How to create an SSL connection using an installed user certificate on android

Question

We are using user certificates for authentication from our mobile application to an F5 server. We have tested the process using a test certificate that we installed and created a keystore to use in creating our SSLContext object. For production we are using a MDM to dynamically create and install the user certificate onto an android device. This I believe is placing the certificate into the /data/misc/keystore location. The problem we are facing is that we cannot access this user certificate and create an SSLContext with it.

In our testing we have verified that the certificate is on the device by installing Open VPN for Android. The certificate shows up under Android Certificates in Open VPN but requires the user to select it (this is not an option for our application, we need to grab the certificate programmatically).

Everything we have found either deals with CA certs (which we can access), or having the .cer or .pfx file and installing and creating the keystore like we were doing with our test certificate.

Is there a way to access user installed certificates to use in creating an SSLContext?

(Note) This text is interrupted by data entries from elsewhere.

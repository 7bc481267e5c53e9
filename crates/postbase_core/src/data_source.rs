//! Store handle shared by every repository.
//!
//! # Responsibility
//! - Own the single SQLite connection described by a `StoreConfig`.
//! - Reconcile the schema at startup when auto-sync is enabled.
//!
//! # Invariants
//! - `initialize` succeeds at most once per live connection.
//! - Repositories borrow the handle; nothing here is process-global.
//! - A store written by a newer binary is never opened.

use crate::config::{ConfigResult, StoreConfig};
use crate::db::migrations::latest_version;
use crate::db::schema::ensure_entity_schema;
use crate::db::{bootstrap_connection, DbError, DbResult};
use log::{error, info, warn};
use once_cell::unsync::OnceCell;
use rusqlite::Connection;
use std::time::Instant;

struct OpenStore {
    conn: Connection,
    schema_version: u32,
}

/// Connection configuration plus its lazily established connection.
pub struct DataSource {
    config: StoreConfig,
    store: OnceCell<OpenStore>,
}

impl DataSource {
    /// Creates an uninitialized data source.
    ///
    /// # Errors
    /// - Returns an error when the managed entity set is inconsistent.
    pub fn new(config: StoreConfig) -> ConfigResult<Self> {
        config.validate()?;
        Ok(Self {
            config,
            store: OnceCell::new(),
        })
    }

    pub fn config(&self) -> &StoreConfig {
        &self.config
    }

    pub fn is_initialized(&self) -> bool {
        self.store.get().is_some()
    }

    /// Opens the store and reconciles its schema.
    ///
    /// # Errors
    /// - `AlreadyInitialized` when called twice without `destroy`.
    /// - `Sqlite` when the store cannot be opened or configured.
    /// - `UnsupportedSchemaVersion` when the store is newer than this binary.
    /// - `MissingEntity*` when a current-version schema lacks entity tables.
    pub fn initialize(&self) -> DbResult<()> {
        if self.is_initialized() {
            return Err(DbError::AlreadyInitialized);
        }

        let started_at = Instant::now();
        let mode = if self.config.is_in_memory() {
            "memory"
        } else {
            "file"
        };
        info!(
            "event=data_source_init module=data_source status=start mode={} schema_auto_sync={} query_logging={}",
            mode, self.config.schema_auto_sync, self.config.query_logging
        );

        match self.open_store() {
            Ok(store) => {
                let schema_version = store.schema_version;
                if schema_version != latest_version() {
                    warn!(
                        "event=schema_sync module=data_source status=skipped schema_version={} latest_version={}",
                        schema_version,
                        latest_version()
                    );
                }
                if self.store.set(store).is_err() {
                    return Err(DbError::AlreadyInitialized);
                }
                info!(
                    "event=data_source_init module=data_source status=ok mode={} schema_version={} duration_ms={}",
                    mode,
                    schema_version,
                    started_at.elapsed().as_millis()
                );
                Ok(())
            }
            Err(err) => {
                error!(
                    "event=data_source_init module=data_source status=error mode={} duration_ms={} error={}",
                    mode,
                    started_at.elapsed().as_millis(),
                    err
                );
                Err(err)
            }
        }
    }

    /// Drops the connection. The data source can be initialized again.
    pub fn destroy(&mut self) {
        if self.store.take().is_some() {
            info!("event=data_source_destroy module=data_source status=ok");
        }
    }

    /// Returns the live connection, or `None` before `initialize`.
    pub fn connection(&self) -> Option<&Connection> {
        self.store.get().map(|store| &store.conn)
    }

    /// Schema version observed at initialization.
    pub fn schema_version(&self) -> Option<u32> {
        self.store.get().map(|store| store.schema_version)
    }

    fn open_store(&self) -> DbResult<OpenStore> {
        let mut conn = if self.config.is_in_memory() {
            Connection::open_in_memory()?
        } else {
            Connection::open(&self.config.storage_location)?
        };
        let schema_version = bootstrap_connection(
            &mut conn,
            self.config.query_logging,
            self.config.schema_auto_sync,
        )?;
        if schema_version == latest_version() {
            for entity in &self.config.managed_entities {
                ensure_entity_schema(&conn, *entity)?;
            }
        }

        Ok(OpenStore {
            conn,
            schema_version,
        })
    }
}
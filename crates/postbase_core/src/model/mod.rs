//! Entity model for the user/post store.
//!
//! # Responsibility
//! - Define the persisted record shapes and their write models.
//! - Validate write models before any SQL mutation.
//!
//! # Invariants
//! - Surrogate ids are generated by the store, never by callers.
//! - Relation fields are `None` until explicitly loaded.
//! - Every post has exactly one owning user.

use serde::{Deserialize, Serialize};
use std::error::Error;
use std::fmt::{Display, Formatter};

pub mod post;
pub mod user;

/// Entity types the data source can manage.
#[derive(Debug, Clone, Copy, PartialEq, Eq, Hash, Serialize, Deserialize)]
#[serde(rename_all = "snake_case")]
pub enum EntityKind {
    User,
    Post,
}

impl EntityKind {
    /// Every entity known to this binary, parents first.
    pub const ALL: [EntityKind; 2] = [EntityKind::User, EntityKind::Post];

    /// Backing table name.
    pub fn table_name(self) -> &'static str {
        match self {
            Self::User => "user",
            Self::Post => "post",
        }
    }

    /// Columns a ready schema must expose for this entity.
    pub fn required_columns(self) -> &'static [&'static str] {
        match self {
            Self::User => &["id", "name", "email"],
            Self::Post => &["id", "title", "content", "user_id"],
        }
    }

    /// Entity targeted by this entity's owning relation, if any.
    pub fn relation_target(self) -> Option<EntityKind> {
        match self {
            Self::User => None,
            Self::Post => Some(Self::User),
        }
    }
}

impl Display for EntityKind {
    fn fmt(&self, f: &mut Formatter<'_>) -> std::fmt::Result {
        f.write_str(self.table_name())
    }
}

/// Write-model validation failure.
#[derive(Debug, Clone, PartialEq, Eq)]
pub enum ValidationError {
    /// A required text field is empty or whitespace only.
    BlankField(&'static str),
}

impl Display for ValidationError {
    fn fmt(&self, f: &mut Formatter<'_>) -> std::fmt::Result {
        match self {
            Self::BlankField(field) => write!(f, "field `{field}` must not be blank"),
        }
    }
}

impl Error for ValidationError {}

pub(crate) fn require_text(field: &'static str, value: &str) -> Result<(), ValidationError> {
    if value.trim().is_empty() {
        return Err(ValidationError::BlankField(field));
    }
    Ok(())
}

#[cfg(test)]
mod tests {
    use super::{require_text, EntityKind, ValidationError};

    #[test]
    fn post_relation_targets_user() {
        assert_eq!(EntityKind::Post.relation_target(), Some(EntityKind::User));
        assert_eq!(EntityKind::User.relation_target(), None);
    }

    #[test]
    fn require_text_rejects_whitespace() {
        assert_eq!(
            require_text("name", "  \t"),
            Err(ValidationError::BlankField("name"))
        );
        assert!(require_text("name", "Thomas").is_ok());
    }
}
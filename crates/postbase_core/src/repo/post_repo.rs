//! Post repository contract and SQLite implementation.
//!
//! # Responsibility
//! - Provide CRUD and per-owner listing over the `post` table.
//! - Load the owning user on request through a join.
//!
//! # Invariants
//! - Writes referencing a missing user fail with
//!   `RepoError::ForeignKeyViolation`; nothing is persisted.
//! - Listing is deterministic: `id ASC`.

use super::{ready_connection, RepoResult};
use crate::data_source::DataSource;
use crate::model::post::{NewPost, Post, PostId, PostPatch};
use crate::model::user::{User, UserId};
use crate::model::EntityKind;
use log::debug;
use rusqlite::{params, Connection, Params, Row};

const POST_SELECT_SQL: &str = "SELECT
    id,
    title,
    content,
    user_id
FROM post";

const POST_WITH_USER_SELECT_SQL: &str = "SELECT
    p.id AS id,
    p.title AS title,
    p.content AS content,
    p.user_id AS user_id,
    u.name AS user_name,
    u.email AS user_email
FROM post p
INNER JOIN user u ON u.id = p.user_id";

/// Repository interface for post operations.
pub trait PostRepository {
    /// Inserts a post for an existing user and returns it with its id.
    fn create(&self, post: &NewPost) -> RepoResult<Post>;
    fn find_all(&self, include_user: bool) -> RepoResult<Vec<Post>>;
    fn find_by_id(&self, id: PostId, include_user: bool) -> RepoResult<Option<Post>>;
    /// Applies a partial update and returns the re-read row.
    fn update(&self, id: PostId, patch: &PostPatch) -> RepoResult<Option<Post>>;
    /// Returns whether a row was removed.
    fn delete(&self, id: PostId) -> RepoResult<bool>;
    /// Lists posts owned by a user; empty for unknown users.
    fn find_by_user_id(&self, user_id: UserId, include_user: bool) -> RepoResult<Vec<Post>>;
}

/// SQLite-backed post repository.
pub struct SqlitePostRepository<'src> {
    source: &'src DataSource,
}

impl<'src> SqlitePostRepository<'src> {
    pub fn new(source: &'src DataSource) -> Self {
        Self { source }
    }

    fn conn(&self) -> RepoResult<&'src Connection> {
        ready_connection(self.source, EntityKind::Post)
    }
}

impl PostRepository for SqlitePostRepository<'_> {
    fn create(&self, post: &NewPost) -> RepoResult<Post> {
        let conn = self.conn()?;
        post.validate()?;

        conn.execute(
            "INSERT INTO post (title, content, user_id) VALUES (?1, ?2, ?3);",
            params![post.title.as_str(), post.content.as_str(), post.user_id],
        )?;
        let id = conn.last_insert_rowid();
        debug!(
            "event=post_create module=repo status=ok post_id={} user_id={}",
            id, post.user_id
        );

        Ok(Post {
            id,
            title: post.title.clone(),
            content: post.content.clone(),
            user_id: post.user_id,
            user: None,
        })
    }

    fn find_all(&self, include_user: bool) -> RepoResult<Vec<Post>> {
        let conn = self.conn()?;
        let sql = if include_user {
            format!("{POST_WITH_USER_SELECT_SQL} ORDER BY p.id ASC;")
        } else {
            format!("{POST_SELECT_SQL} ORDER BY id ASC;")
        };
        query_posts(conn, &sql, [], include_user)
    }

    fn find_by_id(&self, id: PostId, include_user: bool) -> RepoResult<Option<Post>> {
        let conn = self.conn()?;
        let sql = if include_user {
            format!("{POST_WITH_USER_SELECT_SQL} WHERE p.id = ?1;")
        } else {
            format!("{POST_SELECT_SQL} WHERE id = ?1;")
        };
        let posts = query_posts(conn, &sql, [id], include_user)?;
        Ok(posts.into_iter().next())
    }

    fn update(&self, id: PostId, patch: &PostPatch) -> RepoResult<Option<Post>> {
        let conn = self.conn()?;
        patch.validate()?;

        if !patch.is_empty() {
            let changed = conn.execute(
                "UPDATE post
                 SET
                    title = COALESCE(?2, title),
                    content = COALESCE(?3, content),
                    user_id = COALESCE(?4, user_id)
                 WHERE id = ?1;",
                params![
                    id,
                    patch.title.as_deref(),
                    patch.content.as_deref(),
                    patch.user_id,
                ],
            )?;
            if changed == 0 {
                return Ok(None);
            }
            debug!("event=post_update module=repo status=ok post_id={id}");
        }

        self.find_by_id(id, false)
    }

    fn delete(&self, id: PostId) -> RepoResult<bool> {
        let conn = self.conn()?;
        let removed = conn.execute("DELETE FROM post WHERE id = ?1;", [id])?;
        debug!(
            "event=post_delete module=repo status=ok post_id={} removed={}",
            id,
            removed > 0
        );
        Ok(removed > 0)
    }

    fn find_by_user_id(&self, user_id: UserId, include_user: bool) -> RepoResult<Vec<Post>> {
        let conn = self.conn()?;
        select_posts_by_user(conn, user_id, include_user)
    }
}

/// Loads every post owned by `user_id`, ordered by id.
pub(crate) fn select_posts_by_user(
    conn: &Connection,
    user_id: UserId,
    include_user: bool,
) -> RepoResult<Vec<Post>> {
    let sql = if include_user {
        format!("{POST_WITH_USER_SELECT_SQL} WHERE p.user_id = ?1 ORDER BY p.id ASC;")
    } else {
        format!("{POST_SELECT_SQL} WHERE user_id = ?1 ORDER BY id ASC;")
    };
    query_posts(conn, &sql, [user_id], include_user)
}

fn query_posts<P: Params>(
    conn: &Connection,
    sql: &str,
    params: P,
    include_user: bool,
) -> RepoResult<Vec<Post>> {
    let mut stmt = conn.prepare(sql)?;
    let mut rows = stmt.query(params)?;
    let mut posts = Vec::new();
    while let Some(row) = rows.next()? {
        let post = if include_user {
            parse_post_with_user_row(row)?
        } else {
            parse_post_row(row)?
        };
        posts.push(post);
    }
    Ok(posts)
}

fn parse_post_row(row: &Row<'_>) -> RepoResult<Post> {
    Ok(Post {
        id: row.get("id")?,
        title: row.get("title")?,
        content: row.get("content")?,
        user_id: row.get("user_id")?,
        user: None,
    })
}

fn parse_post_with_user_row(row: &Row<'_>) -> RepoResult<Post> {
    let mut post = parse_post_row(row)?;
    post.user = Some(Box::new(User {
        id: post.user_id,
        name: row.get("user_name")?,
        email: row.get("user_email")?,
        posts: None,
    }));
    Ok(post)
}
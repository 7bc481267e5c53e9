//! SQLite storage bootstrap and schema migration entry points.
//!
//! # Responsibility
//! - Open and configure SQLite connections.
//! - Apply schema migrations in deterministic order.
//! - Inspect whether a connection exposes the tables entities need.
//!
//! # Invariants
//! - Migration version is tracked via `PRAGMA user_version`.
//! - Connections returned by this module have `foreign_keys=ON`.
//! - `DbError` covers every failure to reach or reconcile the store.

use crate::model::EntityKind;
use std::error::Error;
use std::fmt::{Display, Formatter};

pub mod migrations;
mod open;
pub mod schema;

pub(crate) use open::bootstrap_connection;
pub use open::{open_db, open_db_in_memory};

pub type DbResult<T> = Result<T, DbError>;

/// Failure to reach the store or to reconcile its schema.
#[derive(Debug)]
pub enum DbError {
    Sqlite(rusqlite::Error),
    UnsupportedSchemaVersion {
        db_version: u32,
        latest_supported: u32,
    },
    /// Schema sync finished but an entity table is still absent.
    MissingEntityTable(EntityKind),
    /// Schema sync finished but an entity column is still absent.
    MissingEntityColumn {
        entity: EntityKind,
        column: &'static str,
    },
    /// `initialize` was called on an already initialized data source.
    AlreadyInitialized,
}

impl Display for DbError {
    fn fmt(&self, f: &mut Formatter<'_>) -> std::fmt::Result {
        match self {
            Self::Sqlite(err) => write!(f, "{err}"),
            Self::UnsupportedSchemaVersion {
                db_version,
                latest_supported,
            } => write!(
                f,
                "database schema version {db_version} is newer than supported {latest_supported}"
            ),
            Self::MissingEntityTable(entity) => {
                write!(f, "schema is missing table `{}`", entity.table_name())
            }
            Self::MissingEntityColumn { entity, column } => write!(
                f,
                "schema is missing column `{column}` in table `{}`",
                entity.table_name()
            ),
            Self::AlreadyInitialized => write!(f, "data source is already initialized"),
        }
    }
}

impl Error for DbError {
    fn source(&self) -> Option<&(dyn Error + 'static)> {
        match self {
            Self::Sqlite(err) => Some(err),
            Self::UnsupportedSchemaVersion { .. } => None,
            Self::MissingEntityTable(_) => None,
            Self::MissingEntityColumn { .. } => None,
            Self::AlreadyInitialized => None,
        }
    }
}

impl From<rusqlite::Error> for DbError {
    fn from(value: rusqlite::Error) -> Self {
        Self::Sqlite(value)
    }
}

Our Android version is 4.1.2 (API 16).

We are new to android development and any guidance would be appreciated.

Thanks,

Mike

Answer 1

How about using something like:

SSLContext sslContext 
    = SSLConnections.getSSLContext(keyStoreFile, keyStoreFilePassword);
httpsURLConnection.setSSLSocketFactory(sslContext.getSocketFactory());

Also you can take a look in this link

Answer 2

In order to access user credentials stored on the device keystore, you need to get a permission from the user. Specifically you need to call one of the KeyChain.choosePrivateKeyAlias() (see KeyChain documentation). Once you have the alias (you'll get it in the KeyChainAliasCallback), you can use (from an Activity or Service):

PrivateKey key = KeyChain.getPrivateKey(this, alias);
X509Certificate[] chain = KeyChain.getCertificateChain(this, alias);